While stock-outs were recurrent even during the interventions, the data suggest an improvement in stock management among all 3 groups, including the control group (Fig. 3 – significant Kendall’s coefficient of 0.24 and 0.31 for all health centres and for those in group 3, respectively). The monthly facility audits, although initially not considered as an intervention but rather a data collection activity, may have induced a downward trend in terms of missing stock-cards, calculation errors and reported stock-outs on the cards of the health centres of both intervention and control groups. Frequent supervision and quality control have been recognized as important and effective in improving performance of health staff [2123]. It is likely that the audits were perceived as a form of recognition of the staff’s efforts and achievements. Participants described indeed these visits as motivating and supportive during wrap-up discussions. Given that our monthly visits consisted of simple inventory checking and can be built into the supervision visits that are already integrated in the health system, it is recommended that the Ministry of Health in Mozambique emphasizes the need and importance of the foreseen supervision visits so as to ensure that they happen frequently and provide the guidance and encouragement health providers need. In addition, more longitudinal research is needed to truly verify the impact of such ongoing training and on-the-spot support in other settings.

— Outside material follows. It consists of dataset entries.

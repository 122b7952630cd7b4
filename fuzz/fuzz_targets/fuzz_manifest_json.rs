// SPDX-License-Identifier: AGPL-3.0-or-later
// SPDX-FileCopyrightText: 2026 Jonathan D.A. Jewell
#![no_main]

use dbsetup::graph::DependencyGraph;
use dbsetup::types::ConfigEntry;
use libfuzzer_sys::fuzz_target;

fuzz_target!(|data: &[u8]| {
    if let Ok(entries) = serde_json::from_slice::<Vec<ConfigEntry>>(data) {
        let graph = DependencyGraph::from_entries(&entries);
        let _ = graph.to_dot();
        let _ = graph.cycles();
        let _ = graph.to_json();
    }
});
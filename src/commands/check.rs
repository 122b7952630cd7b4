// SPDX-License-Identifier: AGPL-3.0-or-later
// SPDX-FileCopyrightText: 2025 Jonathan D.A. Jewell
//! Check command - validate a selection without running anything

use super::{print_json, Global, SelectArgs};
use crate::graph::DependencyGraph;
use crate::orchestrator::{check_selection, ValidationReport};
use crate::resolver::DependencyResolver;
use crate::types::EntryKind;
use anyhow::{bail, Result};
use owo_colors::Style;
use serde::Serialize;

/// Problems found in one collection
#[derive(Debug, Default, Serialize)]
struct KindFindings {
    /// Unknown names or cycles within the selection
    #[serde(skip_serializing_if = "Option::is_none")]
    error: Option<String>,
    /// Cycles anywhere in the collection
    cycles: Vec<Vec<String>>,
    /// Dependencies naming nothing, as `entry -> dependency`
    unknown_references: Vec<String>,
}

#[derive(Debug, Serialize)]
struct CheckReport {
    ok: bool,
    missing: ValidationReport,
    schemas: KindFindings,
    views: KindFindings,
}

/// Run the check command
pub fn run(global: &Global, select: SelectArgs) -> Result<()> {
    let settings = global.settings(None)?;
    let selection = select.selection_or_all();

    let missing = check_selection(&settings, &selection);

    let findings = |kind: EntryKind| {
        let entries = settings.entries(kind);
        let graph = DependencyGraph::from_entries(entries);
        let names = selection.get(kind).names(entries);

        // Missing dependencies are reported separately
        let error = match DependencyResolver::new(entries).resolve(&names) {
            Ok(_) | Err(crate::resolver::ResolveError::MissingDependencies(_)) => None,
            Err(err) => Some(err.to_string()),
        };

        KindFindings {
            error,
            cycles: graph.cycles(),
            unknown_references: graph
                .unknown_references()
                .iter()
                .map(|(entry, dep)| format!("{entry} -> {dep}"))
                .collect(),
        }
    };

    let schemas = findings(EntryKind::Schema);
    let views = findings(EntryKind::View);
    let report = CheckReport {
        ok: missing.is_empty() && schemas.error.is_none() && views.error.is_none(),
        missing,
        schemas,
        views,
    };

    if global.json {
        print_json(&report)?;
    } else {
        print_report(global, &report);
    }

    if !report.ok {
        bail!("Selection check failed");
    }
    Ok(())
}

fn print_report(global: &Global, report: &CheckReport) {
    let bad = Style::new().red().bold();
    let warn = Style::new().yellow();

    if report.missing.is_empty() {
        println!("{}", global.paint("No missing dependencies.", Style::new().green()));
    } else {
        println!("{}", global.paint("Missing dependencies:", bad));
        print!("{}", report.missing);
    }

    for (kind, findings) in [
        (EntryKind::Schema, &report.schemas),
        (EntryKind::View, &report.views),
    ] {
        if let Some(err) = &findings.error {
            println!("{} {}", global.paint(&format!("{kind}:"), bad), err);
        }
        for cycle in &findings.cycles {
            println!(
                "{} cycle among {}",
                global.paint(&format!("warning ({kind}):"), warn),
                cycle.join(", ")
            );
        }
        for reference in &findings.unknown_references {
            println!(
                "{} unknown dependency {}",
                global.paint(&format!("warning ({kind}):"), warn),
                reference
            );
        }
    }

    if report.ok {
        println!("Selection is valid.");
    }
}
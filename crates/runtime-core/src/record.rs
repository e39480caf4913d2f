//! The processing queue record: the central entity of the runtime (see §3.1).

use chrono::{DateTime, Utc};
use serde::{Deserialize, Serialize};
use std::fmt;
use uuid::Uuid;

/// Opaque unique identifier for a processing queue record. Never reused.
#[derive(Debug, Clone, Copy, PartialEq, Eq, Hash, PartialOrd, Ord, Serialize, Deserialize)]
#[serde(transparent)]
pub struct RecordId(pub Uuid);

impl RecordId {
    pub fn new() -> Self {
        Self(Uuid::new_v4())
    }
}

impl Default for RecordId {
    fn default() -> Self {
        Self::new()
    }
}

impl fmt::Display for RecordId {
    fn fmt(&self, f: &mut fmt::Formatter<'_>) -> fmt::Result {
        write!(f, "{}", self.0)
    }
}

impl From<Uuid> for RecordId {
    fn from(id: Uuid) -> Self {
        Self(id)
    }
}

/// A short identifier naming which worker class processes a record.
///
/// Non-empty by construction; a worker process binds to exactly one.
#[derive(Debug, Clone, PartialEq, Eq, Hash, PartialOrd, Ord, Serialize, Deserialize)]
#[serde(transparent)]
pub struct FlowKind(String);

impl FlowKind {
    pub fn new(value: impl Into<String>) -> Self {
        let value = value.into();
        assert!(!value.is_empty(), "flow_kind must be non-empty");
        Self(value)
    }

    pub fn as_str(&self) -> &str {
        &self.0
    }
}

impl fmt::Display for FlowKind {
    fn fmt(&self, f: &mut fmt::Formatter<'_>) -> fmt::Result {
        write!(f, "{}", self.0)
    }
}

impl From<&str> for FlowKind {
    fn from(value: &str) -> Self {
        Self::new(value)
    }
}

impl From<String> for FlowKind {
    fn from(value: String) -> Self {
        Self::new(value)
    }
}

/// Lifecycle status of a processing queue record (§3.1, §4.H).
///
/// `Completed`, `Failed`, and `Dead` are terminal sinks: no transition
/// leaves them (invariant 3 in §8).
#[derive(Debug, Clone, Copy, PartialEq, Eq, Serialize, Deserialize)]
#[serde(rename_all = "snake_case")]
pub enum RecordStatus {
    Pending,
    Claimed,
    Processing,
    Completed,
    Failed,
    Dead,
}

impl RecordStatus {
    /// Terminal statuses are sinks: `completed`, `failed`, `dead`.
    pub fn is_terminal(self) -> bool {
        matches!(self, Self::Completed | Self::Failed | Self::Dead)
    }

    pub fn as_str(self) -> &'static str {
        match self {
            Self::Pending => "pending",
            Self::Claimed => "claimed",
            Self::Processing => "processing",
            Self::Completed => "completed",
            Self::Failed => "failed",
            Self::Dead => "dead",
        }
    }
}

impl std::str::FromStr for RecordStatus {
    type Err = String;

    fn from_str(s: &str) -> Result<Self, Self::Err> {
        match s {
            "pending" => Ok(Self::Pending),
            "claimed" => Ok(Self::Claimed),
            "processing" => Ok(Self::Processing),
            "completed" => Ok(Self::Completed),
            "failed" => Ok(Self::Failed),
            "dead" => Ok(Self::Dead),
            other => Err(format!("{other} is not a valid RecordStatus")),
        }
    }
}

impl fmt::Display for RecordStatus {
    fn fmt(&self, f: &mut fmt::Formatter<'_>) -> fmt::Result {
        f.write_str(self.as_str())
    }
}

/// One row of the `processing_queue` table (§3.1).
#[derive(Debug, Clone, Serialize, Deserialize)]
pub struct ProcessingQueueRecord {
    pub id: RecordId,
    pub flow_kind: FlowKind,
    pub payload: serde_json::Value,
    pub status: RecordStatus,
    pub attempts: u32,
    pub max_attempts: u32,
    pub claimed_by: Option<String>,
    pub claimed_at: Option<DateTime<Utc>>,
    pub lease_expires_at: Option<DateTime<Utc>>,
    pub next_visible_at: DateTime<Utc>,
    pub last_error: Option<String>,
    pub created_at: DateTime<Utc>,
    pub updated_at: DateTime<Utc>,
    pub completed_at: Option<DateTime<Utc>>,
    pub result: Option<serde_json::Value>,
}

impl ProcessingQueueRecord {
    /// Construct a fresh `pending` record, as an external producer would.
    pub fn new_pending(flow_kind: FlowKind, payload: serde_json::Value, max_attempts: u32) -> Self {
        let now = Utc::now();
        Self {
            id: RecordId::new(),
            flow_kind,
            payload,
            status: RecordStatus::Pending,
            attempts: 0,
            max_attempts,
            claimed_by: None,
            claimed_at: None,
            lease_expires_at: None,
            next_visible_at: now,
            last_error: None,
            created_at: now,
            updated_at: now,
            completed_at: None,
            result: None,
        }
    }

    /// True iff `claimed_by` is present, matching the status ∈ {claimed, processing} invariant.
    pub fn has_lease(&self) -> bool {
        self.claimed_by.is_some()
    }
}
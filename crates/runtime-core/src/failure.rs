//! Retry / failure state machine (§4.H): decides the disposition of a failed
//! queue record.

use crate::backoff;
use chrono::{DateTime, Utc};
use serde::{Deserialize, Serialize};
use std::time::Duration;

/// How a handler classified its own failure (or how the registry classified it).
#[derive(Debug, Clone, Copy, PartialEq, Eq, Serialize, Deserialize)]
pub enum FailureClassification {
    Retryable,
    NonRetryable,
}

/// Outcome of the decision table in §4.H. Serializable so it can be spooled
/// to the local operation queue (§4.E) when the database is unreachable.
#[derive(Debug, Clone, PartialEq, Serialize, Deserialize)]
pub enum Disposition {
    /// `status='pending'`, lease cleared, `attempts += 1`, `next_visible_at` set.
    Retry { next_visible_at: DateTime<Utc> },
    /// `status='failed'`, `attempts += 1`, `completed_at` set, lease cleared.
    Failed,
    /// Same as `Failed` but `status='dead'`: attempt budget exhausted.
    Dead,
}

/// Backoff parameters for the retry disposition (mirrors `db_retry_*`, §4.A/§4.C).
#[derive(Debug, Clone, Copy)]
pub struct BackoffPolicy {
    pub base_s: f64,
    pub max_s: f64,
    pub jitter: f64,
}

/// Decide the disposition of a record that just failed its `attempts_before`-th attempt.
///
/// `attempts_before` is the `attempts` value prior to this failure; the
/// post-increment attempt index (`attempts_before + 1`) is used both as the
/// dead-letter threshold and the backoff attempt index, per §4.H.
pub fn decide(
    classification: FailureClassification,
    attempts_before: u32,
    max_attempts: u32,
    backoff: BackoffPolicy,
    now: DateTime<Utc>,
) -> Disposition {
    let attempts_after = attempts_before + 1;

    if classification == FailureClassification::NonRetryable {
        return Disposition::Failed;
    }

    if attempts_after >= max_attempts {
        return Disposition::Dead;
    }

    let delay: Duration = backoff::compute(attempts_after, backoff.base_s, backoff.max_s, backoff.jitter);
    Disposition::Retry {
        next_visible_at: now + chrono::Duration::from_std(delay).unwrap_or_default(),
    }
}

#[cfg(test)]
mod tests {
    use super::*;

    fn policy() -> BackoffPolicy {
        BackoffPolicy { base_s: 1.0, max_s: 3600.0, jitter: 0.0 }
    }

    #[test]
    fn non_retryable_always_fails_permanently() {
        let now = Utc::now();
        let d = decide(FailureClassification::NonRetryable, 0, 3, policy(), now);
        assert_eq!(d, Disposition::Failed);
    }

    #[test]
    fn exhausting_attempts_dead_letters() {
        let now = Utc::now();
        // max_attempts=2: after this failure attempts_after == 2 == max_attempts -> dead.
        let d = decide(FailureClassification::Retryable, 1, 2, policy(), now);
        assert_eq!(d, Disposition::Dead);
    }

    #[test]
    fn otherwise_retries_with_backoff() {
        let now = Utc::now();
        match decide(FailureClassification::Retryable, 0, 3, policy(), now) {
            Disposition::Retry { next_visible_at } => assert!(next_visible_at > now),
            other => panic!("expected Retry, got {other:?}"),
        }
    }

    /// Invariant 4 (§8): attempts == max_attempts exactly when status becomes dead.
    #[test]
    fn attempt_bound_invariant_holds_at_dead_letter_boundary() {
        let now = Utc::now();
        for max_attempts in 1..10u32 {
            let attempts_before = max_attempts - 1;
            let d = decide(FailureClassification::Retryable, attempts_before, max_attempts, policy(), now);
            assert_eq!(d, Disposition::Dead);
            assert_eq!(attempts_before + 1, max_attempts);
        }
    }
}
//! In-memory test doubles for the task-processing runtime.
//!
//! `InMemoryQueueProtocol` reproduces the claim/heartbeat/complete/dead-letter
//! contract of [`runtime_core::queue_protocol::QueueProtocol`] over a guarded
//! `HashMap` instead of Postgres, so the worker main loop and its scenario
//! tests can run without a database.

use async_trait::async_trait;
use chrono::{DateTime, Utc};
use runtime_core::failure::{Disposition, FailureClassification};
use runtime_core::handler::{Handler, HandlerContext, HandlerOutcome};
use runtime_core::health::{HealthCheckOptions, HealthProbe, HealthReport};
use runtime_core::pool::{ConnectionPool, PoolError, PoolSnapshot};
use runtime_core::queue_protocol::{QueueError, QueueProtocol};
use runtime_core::record::{FlowKind, ProcessingQueueRecord, RecordId, RecordStatus};
use serde_json::Value;
use std::collections::HashMap;
use std::sync::atomic::{AtomicU32, Ordering};
use std::sync::Arc;
use std::time::Duration;
use tokio::sync::Mutex;

/// Guarded in-memory stand-in for a Postgres-backed queue. Not concurrency-safe
/// in the lock-free sense Postgres is: it uses a single mutex rather than
/// row-level locks, which is sufficient for tests exercising the protocol's
/// observable behavior rather than its concurrency control.
#[derive(Default, Clone)]
pub struct InMemoryQueueProtocol {
    records: Arc<Mutex<HashMap<RecordId, ProcessingQueueRecord>>>,
}

impl InMemoryQueueProtocol {
    pub fn new() -> Self {
        Self::default()
    }

    pub async fn seed(&self, record: ProcessingQueueRecord) {
        self.records.lock().await.insert(record.id, record);
    }

    pub async fn get(&self, id: RecordId) -> Option<ProcessingQueueRecord> {
        self.records.lock().await.get(&id).cloned()
    }

    pub async fn len(&self) -> usize {
        self.records.lock().await.len()
    }
}

#[async_trait]
impl QueueProtocol for InMemoryQueueProtocol {
    async fn claim(
        &self,
        flow_kind: &FlowKind,
        worker_id: &str,
        limit: u32,
        lease_duration_s: i64,
    ) -> Result<Vec<ProcessingQueueRecord>, QueueError> {
        let mut records = self.records.lock().await;
        let now = Utc::now();
        let mut claimed = Vec::new();

        let mut candidates: Vec<RecordId> = records
            .values()
            .filter(|r| r.flow_kind == *flow_kind && r.status == RecordStatus::Pending && r.next_visible_at <= now)
            .map(|r| r.id)
            .collect();
        candidates.sort_by_key(|id| (records[id].created_at, *id));
        candidates.truncate(limit as usize);

        for id in candidates {
            if let Some(record) = records.get_mut(&id) {
                record.status = RecordStatus::Claimed;
                record.claimed_by = Some(worker_id.to_string());
                record.claimed_at = Some(now);
                record.lease_expires_at = Some(now + chrono::Duration::seconds(lease_duration_s));
                record.updated_at = now;
                claimed.push(record.clone());
            }
        }
        Ok(claimed)
    }

    async fn heartbeat(
        &self,
        record_ids: &[RecordId],
        worker_id: &str,
        lease_duration_s: i64,
    ) -> Result<Vec<RecordId>, QueueError> {
        let mut records = self.records.lock().await;
        let now = Utc::now();
        let mut renewed = Vec::new();
        for id in record_ids {
            if let Some(record) = records.get_mut(id) {
                if record.claimed_by.as_deref() == Some(worker_id)
                    && matches!(record.status, RecordStatus::Claimed | RecordStatus::Processing)
                {
                    record.lease_expires_at = Some(now + chrono::Duration::seconds(lease_duration_s));
                    renewed.push(*id);
                }
            }
        }
        Ok(renewed)
    }

    async fn mark_processing(&self, record_id: RecordId, worker_id: &str) -> Result<(), QueueError> {
        let mut records = self.records.lock().await;
        let record = records.get_mut(&record_id).ok_or(QueueError::LeaseLost(record_id))?;
        if record.claimed_by.as_deref() != Some(worker_id) || record.status != RecordStatus::Claimed {
            return Err(QueueError::LeaseLost(record_id));
        }
        record.status = RecordStatus::Processing;
        record.updated_at = Utc::now();
        Ok(())
    }

    async fn complete(&self, record_id: RecordId, worker_id: &str, result: Option<Value>) -> Result<(), QueueError> {
        let mut records = self.records.lock().await;
        let record = records.get_mut(&record_id).ok_or(QueueError::LeaseLost(record_id))?;
        if record.claimed_by.as_deref() != Some(worker_id) {
            return Err(QueueError::LeaseLost(record_id));
        }
        let now = Utc::now();
        record.status = RecordStatus::Completed;
        record.attempts += 1;
        record.result = result;
        record.completed_at = Some(now);
        record.claimed_by = None;
        record.lease_expires_at = None;
        record.updated_at = now;
        Ok(())
    }

    async fn apply_disposition(
        &self,
        record_id: RecordId,
        worker_id: &str,
        disposition: Disposition,
        error_message: &str,
    ) -> Result<(), QueueError> {
        let mut records = self.records.lock().await;
        let record = records.get_mut(&record_id).ok_or(QueueError::LeaseLost(record_id))?;
        if record.claimed_by.as_deref() != Some(worker_id) {
            return Err(QueueError::LeaseLost(record_id));
        }
        let now = Utc::now();
        record.attempts += 1;
        record.last_error = Some(error_message.to_string());
        record.claimed_by = None;
        record.lease_expires_at = None;
        record.updated_at = now;
        match disposition {
            Disposition::Retry { next_visible_at } => {
                record.status = RecordStatus::Pending;
                record.next_visible_at = next_visible_at;
            }
            Disposition::Failed => {
                record.status = RecordStatus::Failed;
                record.completed_at = Some(now);
            }
            Disposition::Dead => {
                record.status = RecordStatus::Dead;
                record.completed_at = Some(now);
            }
        }
        Ok(())
    }

    async fn reap_orphans(&self, flow_kind: &FlowKind, as_of: DateTime<Utc>) -> Result<Vec<RecordId>, QueueError> {
        let mut records = self.records.lock().await;
        let mut reclaimed = Vec::new();
        for record in records.values_mut() {
            if record.flow_kind == *flow_kind
                && matches!(record.status, RecordStatus::Claimed | RecordStatus::Processing)
                && record.lease_expires_at.map(|t| t < as_of).unwrap_or(false)
            {
                record.status = RecordStatus::Pending;
                record.claimed_by = None;
                record.lease_expires_at = None;
                record.updated_at = Utc::now();
                reclaimed.push(record.id);
            }
        }
        Ok(reclaimed)
    }

    async fn depth(&self, flow_kind: &FlowKind) -> Result<u64, QueueError> {
        let records = self.records.lock().await;
        Ok(records.values().filter(|r| r.flow_kind == *flow_kind && r.status == RecordStatus::Pending).count() as u64)
    }
}

/// Reports `healthy` unconditionally, for tests that aren't exercising health behavior.
pub struct AlwaysHealthy;

#[async_trait]
impl HealthProbe for AlwaysHealthy {
    async fn check(&self, _options: HealthCheckOptions) -> HealthReport {
        HealthReport::classify("in-memory", true, true, 0, None, false, None, 1000)
    }
}

/// Fixed-capacity pool double that never actually blocks.
pub struct InMemoryConnectionPool {
    size: u32,
    checked_out: std::sync::atomic::AtomicU32,
}

impl InMemoryConnectionPool {
    pub fn new(size: u32) -> Self {
        Self { size, checked_out: std::sync::atomic::AtomicU32::new(0) }
    }
}

#[async_trait]
impl ConnectionPool for InMemoryConnectionPool {
    type Handle = ();

    async fn acquire(&self, _timeout: Duration) -> Result<Self::Handle, PoolError> {
        self.checked_out.fetch_add(1, Ordering::SeqCst);
        Ok(())
    }

    fn snapshot(&self) -> PoolSnapshot {
        let checked_out = self.checked_out.load(Ordering::SeqCst);
        PoolSnapshot {
            size: self.size,
            checked_out,
            overflow: 0,
            max_overflow: 0,
            utilization_percent: (checked_out as f64 / self.size.max(1) as f64) * 100.0,
        }
    }
}

/// Always reports success, echoing the record's payload back as the result.
pub struct AlwaysSucceeds;

#[async_trait]
impl Handler for AlwaysSucceeds {
    async fn handle(&self, ctx: HandlerContext) -> HandlerOutcome {
        HandlerOutcome::Success(Some(ctx.record.payload))
    }
}

/// Fails retryably `n` times (by invocation count, not by record identity),
/// then succeeds. Useful for exercising the retry/backoff path end to end.
pub struct FailNTimesThenSucceed {
    remaining: AtomicU32,
}

impl FailNTimesThenSucceed {
    pub fn new(n: u32) -> Self {
        Self { remaining: AtomicU32::new(n) }
    }
}

#[async_trait]
impl Handler for FailNTimesThenSucceed {
    async fn handle(&self, _ctx: HandlerContext) -> HandlerOutcome {
        let prev = self.remaining.fetch_update(Ordering::SeqCst, Ordering::SeqCst, |n| {
            if n > 0 { Some(n - 1) } else { Some(0) }
        });
        match prev {
            Ok(n) if n > 0 => HandlerOutcome::Retryable("simulated transient failure".to_string()),
            _ => HandlerOutcome::Success(Some(serde_json::json!({"ok": true}))),
        }
    }
}

/// Always fails with the given classification.
pub struct AlwaysFails {
    pub classification: FailureClassification,
}

impl AlwaysFails {
    pub fn retryable() -> Self {
        Self { classification: FailureClassification::Retryable }
    }

    pub fn non_retryable() -> Self {
        Self { classification: FailureClassification::NonRetryable }
    }
}

#[async_trait]
impl Handler for AlwaysFails {
    async fn handle(&self, _ctx: HandlerContext) -> HandlerOutcome {
        match self.classification {
            FailureClassification::Retryable => HandlerOutcome::Retryable("simulated permanent retryable failure".to_string()),
            FailureClassification::NonRetryable => HandlerOutcome::NonRetryable("simulated non-retryable failure".to_string()),
        }
    }
}

/// Records every record id it was invoked with, for assertions about
/// dispatch order and redelivery counts.
#[derive(Default, Clone)]
pub struct RecordingHandler {
    pub seen: Arc<Mutex<Vec<RecordId>>>,
}

impl RecordingHandler {
    pub fn new() -> Self {
        Self::default()
    }

    pub async fn seen_ids(&self) -> Vec<RecordId> {
        self.seen.lock().await.clone()
    }
}

#[async_trait]
impl Handler for RecordingHandler {
    async fn handle(&self, ctx: HandlerContext) -> HandlerOutcome {
        self.seen.lock().await.push(ctx.record.id);
        HandlerOutcome::Success(Some(ctx.record.payload.clone()))
    }
}
impl RuntimeSettings {
    pub fn from_config(config: &dyn ConfigProvider) -> Result<Self, runtime_core::config::ConfigError> {
        Ok(Self {
            max_concurrent: config.get_u64(keys::MAX_CONCURRENT, 5)? as u32,
            batch_size: config.get_u64(keys::BATCH_SIZE, 10)? as u32,
            poll_interval: config.get_duration_ms(keys::POLL_INTERVAL_MS, 1000)?,
            lease_duration_s: config.get_u64(keys::LEASE_DURATION_S, 300)? as i64,
            heartbeat_interval: config.get_duration_s(keys::HEARTBEAT_INTERVAL_S, 100)?,
            max_attempts: config.get_u64(keys::MAX_ATTEMPTS, 3)? as u32,
            backoff: BackoffPolicy {
                base_s: config.get_f64(keys::BACKOFF_BASE_S, 1.0)?,
                max_s: config.get_f64(keys::BACKOFF_MAX_S, 3600.0)?,
                jitter: config.get_f64(keys::BACKOFF_JITTER, 0.2)?,
            },
        })
    }
}

struct DispatchOutput {
    record_id: RecordId,
    attempts_before: u32,
    outcome: Result<HandlerOutcome, tokio::task::JoinError>,
}

/// Drives one `flow_kind`'s claim/dispatch/heartbeat/drain cycle against a
/// `QueueProtocol` backend, routing every claimed record to the single
/// handler bound to this process. `P` is the connection pool each handler
/// invocation draws its own transactional handle from (§4.G, §4.I).
pub struct WorkerRuntime<Q: QueueProtocol + 'static, P: ConnectionPool + 'static, H: HealthProbe + 'static> {
    identity: WorkerIdentity,
    flow_kind: FlowKind,
    queue: Arc<Q>,
    connection_pool: Arc<P>,
    health_probe: Arc<H>,
    handlers: HandlerRegistry,
    settings: RuntimeSettings,
    alert_sink: Arc<dyn AlertSink>,
    local_queue: LocalOperationQueue,
    in_flight: Arc<DashMap<RecordId, CancellationToken>>,
    tasks: JoinSet<DispatchOutput>,
}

Impact of evaluation reports and material incentives

Compared with group 3, supply management seemed to improve more in groups 1 and 2 (Fig. 3), indicating the possibility that the distribution of evaluation reports was also valued, as well as the material incentives for group 2. It is notable that monthly average results from group 2, i.e. the number of credits and the counted stock-outs, were significantly different from the control group. With this we provide further support to implement programmes focussing on intrinsic motivation by offering non-financial incentives [10] so as to confirm these findings and to estimate and understand the role of such incentives for motivation of health care providers. Further research is also needed to assess the relative weight of the different types of intervention, in terms of their impact on motivation and performance.

Limitations

The exclusion of 6 health centres and a lower participation rate than expected led to a small sample which affected the power of the study. In addition, less motivated health staff might have refused to participate and, together with potentially socially desirable answers given by those who did enrol, this might have led to an overestimation of the reported motivation with limited room to detect improvements as a result of the interventions. Likewise, the small sample made it impossible to apply more in-depth analysis to verify changes and thus the potential impact of the interventions on supply management. Wilcoxon Mann–Whitney tests were carried out to compare the monthly average scores of the intervention groups with those from the control group, and Kendall’s coefficients were used to verify the difference between the monthly measurements, however time series analysis should be carried out, on larger samples, as to verify trends or changes in time. Given the descriptive nature of this study, the external validity is limited.

Conclusions

Even though our project was a small-scale prospective study in a limited region in Maputo Province, Mozambique, it has highlighted some important issues with regard to motivation and supply management. We found indications that while evaluation reports and material incentives might have the potential to improve health care providers’ motivation and supply management, supportive supervision in the form of regular audits providing follow-up and feedback is probably also key, possibly because it enhances intrinsic motivation. Special attention should go to preventing stock-outs of family planning methods that are less used, given that these include the highly effective longer-acting methods, and that these stock-outs could be contributing to the lower demand.